Belabor is a dangerous word intended to help people with chronic issues. Belabor was invented by a woman named Mary, who was having difficulty overcoming her husband’s abusive alcoholism and drug use. Mary knew she couldn’t get him sober on her own, so she decided to focus on teaching others how to be helpful and patient in the process of helping others get sober. Define belabor : to make unpleasantly detailed or lengthy; dwell on tediously. The effort to make this word a way to help others suffering from alcoholism and drug abuse is an attempt to describe what happens when someone is belaboring an issue.
It is difficult to watch someone you love struggle with a chronic disease of the mind, particularly if they aren’t ready or willing to accept recovery. It can feel so painful that you are constantly trying new things in hopes of getting them sober and recovering. Do not forget that the very nature of being human leaves us at risk for being impatient and wanting immediate results when we want something badly enough. The word “belabor” comes from “to beat constantly,” meaning that the person with addiction needs to be constantly supported as they’re trying to change their life for the better. Belaboring someone means never giving up on them, no matter how hard their addiction might seem or what difficulty they might face while fighting it off.
1. Slowing Down:
When we belabor someone, we are trying to convince them that recovery is totally possible and the cost of staying in addiction can be more than they can handle. We go through all the things people do when they’re trying to help them and it can become exhausting. We’ve all seen this happen. In fact, we’ve probably done it ourselves countless times.
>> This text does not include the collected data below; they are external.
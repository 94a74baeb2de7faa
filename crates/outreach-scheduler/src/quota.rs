//! Quota ledger — per-identity per-day capacity and the batch
//! allocator.
//!
//! Daily caps model provider sending-reputation limits. Allocation is
//! greedy largest-remaining-first: deterministic, O(n log n), and keeps
//! under-utilized identities busy without attempting global optimality.

use std::sync::Arc;

use chrono::NaiveDate;
use outreach_core::error::Result;
use outreach_core::types::SendingIdentity;
use outreach_store::Store;

pub struct QuotaLedger {
    store: Arc<Store>,
}

/// Result of spreading a batch across identities.
#[derive(Debug, Clone)]
pub struct Allocation {
    /// (identity, count) pairs in drain order.
    pub assignments: Vec<(SendingIdentity, u32)>,
    /// Messages no identity had capacity for. Reported, never silently
    /// dropped.
    pub shortfall: u32,
}

impl Allocation {
    pub fn total_assigned(&self) -> u32 {
        self.assignments.iter().map(|(_, n)| n).sum()
    }
}

/// One identity's daily usage summary for operator display.
#[derive(Debug, Clone)]
pub struct IdentityUsage {
    pub address: String,
    pub daily_limit: u32,
    pub sent: u32,
    pub failed: u32,
    pub remaining: u32,
    pub exceeded: bool,
}

impl QuotaLedger {
    pub fn new(store: Arc<Store>) -> Self {
        Self { store }
    }

    /// Capacity left today: `max(0, limit − sent)`.
    pub fn remaining(&self, identity: &SendingIdentity, day: NaiveDate) -> Result<u32> {
        let usage = self.store.usage_for(&identity.id, day)?;
        Ok(identity.daily_limit.saturating_sub(usage.sent))
    }

    /// Spread `total` messages over `identities`, largest remaining
    /// first. When the caller restricts the identity set, allocation is
    /// confined to it.
    pub fn allocate(
        &self,
        identities: &[SendingIdentity],
        total: u32,
        day: NaiveDate,
    ) -> Result<Allocation> {
        let mut with_capacity: Vec<(SendingIdentity, u32)> = Vec::with_capacity(identities.len());
        for identity in identities {
            let remaining = self.remaining(identity, day)?;
            if remaining > 0 {
                with_capacity.push((identity.clone(), remaining));
            }
        }
        // Ties break on address so allocation order is stable across runs.
        with_capacity.sort_by(|a, b| b.1.cmp(&a.1).then_with(|| a.0.address.cmp(&b.0.address)));

        let mut assignments = Vec::new();
        let mut still_needed = total;
        for (identity, remaining) in with_capacity {
            if still_needed == 0 {
                break;
            }
            let take = remaining.min(still_needed);
            still_needed -= take;
            tracing::debug!(identity = %identity.address, count = take, "allocated");
            assignments.push((identity, take));
        }

        if still_needed > 0 {
            tracing::warn!(
                shortfall = still_needed,
                "insufficient daily capacity across identities"
            );
        }
        Ok(Allocation {
            assignments,
            shortfall: still_needed,
        })
    }

    /// Single-send selection: the identity with the most remaining
    /// capacity that can cover `required`.
    pub fn best_identity(
        &self,
        identities: &[SendingIdentity],
        required: u32,
        day: NaiveDate,
    ) -> Result<Option<SendingIdentity>> {
        let mut best: Option<(SendingIdentity, u32)> = None;
        for identity in identities {
            let remaining = self.remaining(identity, day)?;
            if remaining >= required && best.as_ref().is_none_or(|(_, r)| remaining > *r) {
                best = Some((identity.clone(), remaining));
            }
        }
        Ok(best.map(|(identity, _)| identity))
    }

    /// Record one attempt against the atomic daily counter.
    pub fn record_attempt(&self, identity_id: &str, day: NaiveDate, success: bool) -> Result<()> {
        self.store.record_attempt(identity_id, day, success)
    }

    /// Operator-facing usage table for one owner's identities.
    pub fn identity_status(&self, owner: &str, day: NaiveDate) -> Result<Vec<IdentityUsage>> {
        let identities = self.store.load_identities_for_owner(owner)?;
        let mut out = Vec::with_capacity(identities.len());
        for identity in identities {
            let usage = self.store.usage_for(&identity.id, day)?;
            out.push(IdentityUsage {
                address: identity.address.clone(),
                daily_limit: identity.daily_limit,
                sent: usage.sent,
                failed: usage.failed,
                remaining: identity.daily_limit.saturating_sub(usage.sent),
                exceeded: usage.sent >= identity.daily_limit,
            });
        }
        Ok(out)
    }
}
It starts with an old friend or family member who comes to one of our kid’s games as soon as the activity is over and then proceeds to tell us what an awesome kid they have and how much harder life is for them because of their illness. You may want to cry for them and want to help in some way. Knowing how hard it is for them, you may even say, “You just need to stop” or “You need help” or “I know it’s hard.” None of these comments are helpful, but they can be said with the best of intentions and are meant to be heard as helpful. But they seriously jeopardize the point you’re trying to make because they actually stop the person who is belaboring the issue from getting a chance to change their mind. Belabor is a way of explaining what we do when we theoretically try to offer support, but we have good intentions that end up hurting our efforts.
When we belabor someone, we try to show them the consequences of their addiction. We tell you about the latest arrest or all the failed rehab attempts. Belabor is trying to say, “This is what you are living and these are the consequences of what you are doing.” We think that if we show them all of these things, it will force them to see it and then they will stop.
This can be helpful when there is a real consequence or risk of danger involved, but most often when people engage in addiction they have a different process going on in their mind. They aren’t really seeing (or don’t want to see) how their life has become unmanageable due to their particular issue. Belabor is a way of saying, “Look at this list. You don’t have to do this anymore. These are the consequences of not changing.”
Studies show that people who suffer from addiction are unable to see the consequences because they don’t want to. They’re hoping that if they just keep going, things will get better and everything will be okay. A person who has addicted would say, “I could stop now and it would be fine. I just need one more drink and I’ll be fine again.” Belabor is about the part where you think you can hold someone accountable for something when they can’t even see the consequences for themselves and their own issues.
3. Successful vs. Unsuccessful:
Belabor is like a scorecard in sports. The more successful you are, the more we belabor you. Belabor is thought to be a way of saying, “Just keep doing what you’re doing and then eventually you’ll get good enough to stop.” No, just stop. Everyone knows that it’s not enough to just keep trying or keep going; they have to change their mind. Belabor is a way of saying, “If you keep all the mistakes and problems in your life under control by staying here or getting here or doing this, everything will be okay.